People always ask me what good books I’ve read lately, since my work as a book critic lands a lot of titles on my desk. Each month in my new Honolulu Star-Advertiser column, I’ll share local or locally-of-interest titles that got my attention and made it to my shelves—and might make it to yours.
Here’s the first round.
CORAL ROAD POEMS. Garrett Hongo. Knopf. 102 pages. $26
This is the third poetry collection by Volcano-born Hongo, author of the memoir Volcano: A Memoir of Hawai‘i. These finely wrought narrative poems, arranged in five parts with one rendered in pidgin, pursue fragile yet potent threads of Hongo’s grandparents’ stories about plantation life on O‘ahu. Through verse, he inhabits both ancestral and literary heroes, particularly in a series of epistles, “The Wartime Letters of Hideo Kuboto,” that links Hongo’s poetic family with his grandfather’s experience in a World War II Arizona detention camp. Lingering in every word is Hongo’s profound connection to and palpable homesickness for his family roots and childhood in Hawai‘i (he now lives in Oregon)—a “past that was, to me, / The real world and its genuine glory—not the strained exile I suffered.”
THE BOY WHO DEFIED HIS KARMA. Michael S. Koyama. Mutual Publishing. 461 pages. $14.95
This expansive novel is based on the true-life story of Michael Koyama, pseudonym of a U.S. economist and author of The Kyoto List. More engaging than memoir, the story begins in Bangkok and Japan in 1943 with an atmospheric and immediately captivating description of the central character Bunji’s life in a Japanese orphanage after his father’s execution. Organized chronologically and by location, the novel proceeds nimbly through accounts of his journey into adulthood including college at U.C. Berkeley, work in U.S. Army Intelligence on the mainland and in Europe, a visit to Hawai‘i in the late ‘80s, and back to his beginnings in Japan. Equal parts triumph-over-adversity and political intrigue, the novel is a memorable and endearing recollection of an adventurous and incredible life.
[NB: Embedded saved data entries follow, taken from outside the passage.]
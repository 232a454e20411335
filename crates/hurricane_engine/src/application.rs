//! Application trait and lifecycle management

use crate::assets::AssetError;
use crate::engine::{Engine, EngineError};
use crate::window::WindowEvent;
use thiserror::Error;

/// Application lifecycle trait
///
/// Implement this trait to create your game using the engine. Scenes carry
/// per-level state; the application holds whatever outlives them.
pub trait Application {
    /// Initialize the application
    ///
    /// Called once after the engine is initialized and before the first frame.
    /// This is the place to load shared assets and queue the first scene.
    fn initialize(&mut self, engine: &mut Engine) -> Result<(), AppError>;

    /// Update the application
    ///
    /// Called every frame after the current scene's update.
    ///
    /// # Arguments
    /// * `engine` - Mutable reference to the engine
    /// * `delta_time` - Time since last frame in seconds
    fn update(&mut self, engine: &mut Engine, delta_time: f32) -> Result<(), AppError>;

    /// Render the application
    ///
    /// Called after the current scene renders, before the frame is presented.
    fn render(&mut self, _engine: &mut Engine) -> Result<(), AppError> {
        Ok(())
    }

    /// Handle a window event
    ///
    /// The engine has already fed the event to its input manager.
    fn handle_event(&mut self, _engine: &mut Engine, _event: &WindowEvent) -> Result<(), AppError> {
        Ok(())
    }

    /// Cleanup the application
    ///
    /// Called once when the loop exits, while engine caches are still alive.
    fn cleanup(&mut self, engine: &mut Engine);
}

/// Application-level errors
#[derive(Error, Debug)]
pub enum AppError {
    /// Engine error propagated to application level
    #[error("Engine error: {0}")]
    Engine(#[from] EngineError),

    /// Asset error
    #[error("Asset error: {0}")]
    Asset(#[from] AssetError),

    /// Custom application error
    #[error("Application error: {0}")]
    Custom(String),

    /// Game logic error
    #[error("Game logic error: {0}")]
    GameLogic(String),
}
Murder Leaves Its Mark. Victoria Nalani Kneubuhl. University of Hawai‘i Press. 301 pages. $16.99
The imaginative lead characters from Kneubuhl’s 2008 debut mystery Murder Casts A Shadow return in this engrossing follow-up, where clever journalist Mina Beckwith and British playwright Ned Manusia suss out a murder at the old Haleiwa Hotel. It’s almost a guilty pleasure to be transported once again back to 1930s Hawai‘i, as sugar barons throw swanky parties and the smoking tension between workers and the elite is smartly resurrected. From the first pages, Kneubuhl’s graceful and meticulous prose immerses readers in a time when O‘ahu’s Sierra Drive was bordered by farmed carnations, large lots still existed near Waikiki, and people traveled to and from the islands by boat—and that’s just entrancing window-dressing on a thoughtful and thoroughly entertaining story.